According to Countryaah.com, hundreds of gate whales were washed up in February in the shallow bay of Farewell Spit on the northern tip of South Island. Up to 400 of the whales died, while about as many could be rescued as the tide rose. To prevent the dead whales’ bodies from exploding with gases, rescue workers punched them with knives and long needles. Of the around nine mass beaches of gate selection that have occurred over the past ten years, this year was the worst.
In March, Parliament granted the 290-kilometer river Whanganui one-person status. The unique decision meant that the river will in future be counted as any person, for example, with the right to be represented by lawyers in a legal process. Further, the river will be seen as an indivisible unit that must not be broken up. Ever since the 1870s, the New Zealand Maoris have been fighting for the rights of the river, a struggle that, with the decision, was over.
In the wake of the cyclone Debbie, thousands of people were evacuated in the northern parts of the country in April. The severe weather, which caused extensive flooding and landslides, was described by meteorologists as something that happened about “once every five hundred years”. A week later, Debbie was followed by the cyclone Cook, which caused further flooding and power outages. The most affected were the northern and eastern parts of the country.
Labor leader Andrew Little’s dominant opposition party resigned on August 1, barely two months before the country’s parliamentary elections. The resignation came after the party’s figures dropped in the latest polls. As Little’s successor, Vice Party Leader Jacinda Ardern was elected.
The September 23 parliamentary elections resulted in the Conservative National Party getting 56 seats while Labor landed at 46. The result meant Labor increased by about 11 percentage points, which was a big success for newly-appointed Jacinda Ardern. However, neither the National Party nor Labor were given enough votes to form a government, which meant that the populist party New Zealand First (NZF) with a nine-member mandate was given a wave role.
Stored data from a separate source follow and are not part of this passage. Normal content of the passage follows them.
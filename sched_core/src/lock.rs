//! Preemption lock state
//!
//! Two holder sets gate immediate scheduling decisions: the cores whose
//! running task holds the scheduler lock (`lock_count > 0`) and the cores
//! whose running task is inside a critical section (`irq_count > 0`). The
//! counts travel with the tasks; the sets are refreshed whenever a core's
//! running task changes.

use crate::task::TaskControlRecord;
use core_types::{CoreId, CpuSet};
use serde::{Deserialize, Serialize};

#[derive(Debug, Clone, Copy, Default, PartialEq, Eq, Serialize, Deserialize)]
pub struct PreemptionLock {
    sched_holders: CpuSet,
    irq_holders: CpuSet,
    /// Sum of every task's `lock_count`, blocked tasks included
    lock_total: u32,
}

impl PreemptionLock {
    pub const fn new() -> Self {
        Self {
            sched_holders: CpuSet::empty(),
            irq_holders: CpuSet::empty(),
            lock_total: 0,
        }
    }

    pub fn sched_holders(&self) -> CpuSet {
        self.sched_holders
    }

    pub fn irq_holders(&self) -> CpuSet {
        self.irq_holders
    }

    pub fn lock_total(&self) -> u32 {
        self.lock_total
    }

    /// Returns true if any core holds the scheduler lock
    pub fn is_sched_locked(&self) -> bool {
        !self.sched_holders.is_empty()
    }

    pub fn holds_sched(&self, core: CoreId) -> bool {
        self.sched_holders.contains(core)
    }

    pub fn holds_irq(&self, core: CoreId) -> bool {
        self.irq_holders.contains(core)
    }

    /// Scheduler lock held by a core other than `core`
    pub fn sched_locked_for(&self, core: CoreId) -> bool {
        !self.sched_holders.without(core).is_empty()
    }

    /// Interrupt lock held by some core other than `core`
    ///
    /// Only the exclusive holder is exempt.
    pub fn irq_locked_for(&self, core: CoreId) -> bool {
        !self.irq_holders.without(core).is_empty()
    }

    /// Whether `core` must defer scheduling decisions
    ///
    /// A core holding either lock may still schedule for itself.
    pub fn is_locked_for(&self, core: CoreId) -> bool {
        self.sched_locked_for(core) || self.irq_locked_for(core)
    }

    /// Deferral test for a decision made on `me` about `target`
    ///
    /// The interrupt lock defers when any core other than `me` and `target`
    /// holds it.
    pub fn defers(&self, me: CoreId, target: CoreId) -> bool {
        self.sched_locked_for(me) || !self.irq_holders.without(me).without(target).is_empty()
    }

    /// Refreshes `core`'s holder bits from its (new) running task
    pub(crate) fn sync_with(&mut self, core: CoreId, running: &TaskControlRecord) {
        self.set_sched_holder(core, running.lock_count > 0);
        self.set_irq_holder(core, running.irq_count > 0);
    }

    pub(crate) fn clear_core(&mut self, core: CoreId) {
        self.set_sched_holder(core, false);
        self.set_irq_holder(core, false);
    }

    pub(crate) fn acquired(&mut self) {
        self.lock_total += 1;
    }

    pub(crate) fn released(&mut self) {
        debug_assert!(self.lock_total > 0);
        self.lock_total = self.lock_total.saturating_sub(1);
    }

    fn set_sched_holder(&mut self, core: CoreId, held: bool) {
        if held {
            insert_core(&mut self.sched_holders, core);
        } else {
            self.sched_holders.remove(core);
        }
    }

    fn set_irq_holder(&mut self, core: CoreId, held: bool) {
        if held {
            insert_core(&mut self.irq_holders, core);
        } else {
            self.irq_holders.remove(core);
        }
    }
}

fn insert_core(set: &mut CpuSet, core: CoreId) {
    // Core indices are validated against MAX_CORES at scheduler construction.
    let inserted = set.insert(core);
    debug_assert!(inserted.is_ok(), "{} out of range", core);
}

#[cfg(test)]
mod tests {
    use super::*;
    use core_types::{Priority, TaskId};

    fn running(lock_count: u16, irq_count: u16) -> TaskControlRecord {
        let mut tcr = TaskControlRecord::new(TaskId::new(), Priority(10));
        tcr.lock_count = lock_count;
        tcr.irq_count = irq_count;
        tcr
    }

    #[test]
    fn test_unlocked_by_default() {
        let lock = PreemptionLock::new();
        assert!(!lock.is_sched_locked());
        assert!(!lock.is_locked_for(CoreId(0)));
        assert!(!lock.defers(CoreId(0), CoreId(1)));
    }

    #[test]
    fn test_holder_may_schedule_for_itself() {
        let mut lock = PreemptionLock::new();
        lock.sync_with(CoreId(0), &running(1, 0));

        assert!(lock.is_sched_locked());
        assert!(!lock.is_locked_for(CoreId(0)));
        assert!(lock.is_locked_for(CoreId(1)));
    }

    #[test]
    fn test_irq_holder_asymmetry() {
        let mut lock = PreemptionLock::new();
        lock.sync_with(CoreId(1), &running(0, 1));

        assert!(!lock.is_locked_for(CoreId(1)));
        assert!(lock.is_locked_for(CoreId(0)));
        // A decision on core 0 about core 1 goes through: core 1 is the holder.
        assert!(!lock.defers(CoreId(0), CoreId(1)));
        assert!(lock.defers(CoreId(0), CoreId(2)));
    }

    #[test]
    fn test_shared_irq_lock_exempts_nobody() {
        let mut lock = PreemptionLock::new();
        lock.sync_with(CoreId(0), &running(0, 1));
        lock.sync_with(CoreId(2), &running(0, 1));

        assert!(lock.irq_locked_for(CoreId(0)));
        assert!(lock.irq_locked_for(CoreId(2)));
        assert!(lock.is_locked_for(CoreId(0)));
        // Core 2 masks interrupts and is neither the caller nor the target.
        assert!(lock.defers(CoreId(0), CoreId(1)));
        assert!(!lock.defers(CoreId(0), CoreId(2)));
    }

    #[test]
    fn test_sync_clears_bits_for_unlocked_task() {
        let mut lock = PreemptionLock::new();
        lock.sync_with(CoreId(2), &running(2, 3));
        assert!(lock.holds_sched(CoreId(2)));
        assert!(lock.holds_irq(CoreId(2)));

        lock.sync_with(CoreId(2), &running(0, 0));
        assert!(!lock.holds_sched(CoreId(2)));
        assert!(!lock.holds_irq(CoreId(2)));
    }

    #[test]
    fn test_lock_total_tracks_acquire_release() {
        let mut lock = PreemptionLock::new();
        lock.acquired();
        lock.acquired();
        lock.released();
        assert_eq!(lock.lock_total(), 1);
    }
}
After a long, uncertain wait, NZF leader Winston Peters announced in late October that his party had decided to support Labor in a three-party coalition with The Green Party. Thus, 37-year-old Jacinda Ardern, who just a few months earlier assumed the post of party leader in Labor, became prime minister. In the media, Ardern was described as a star shot with “rock star status”. Some of her heart issues were raising minimum wages, environmental issues and countering homelessness and child poverty.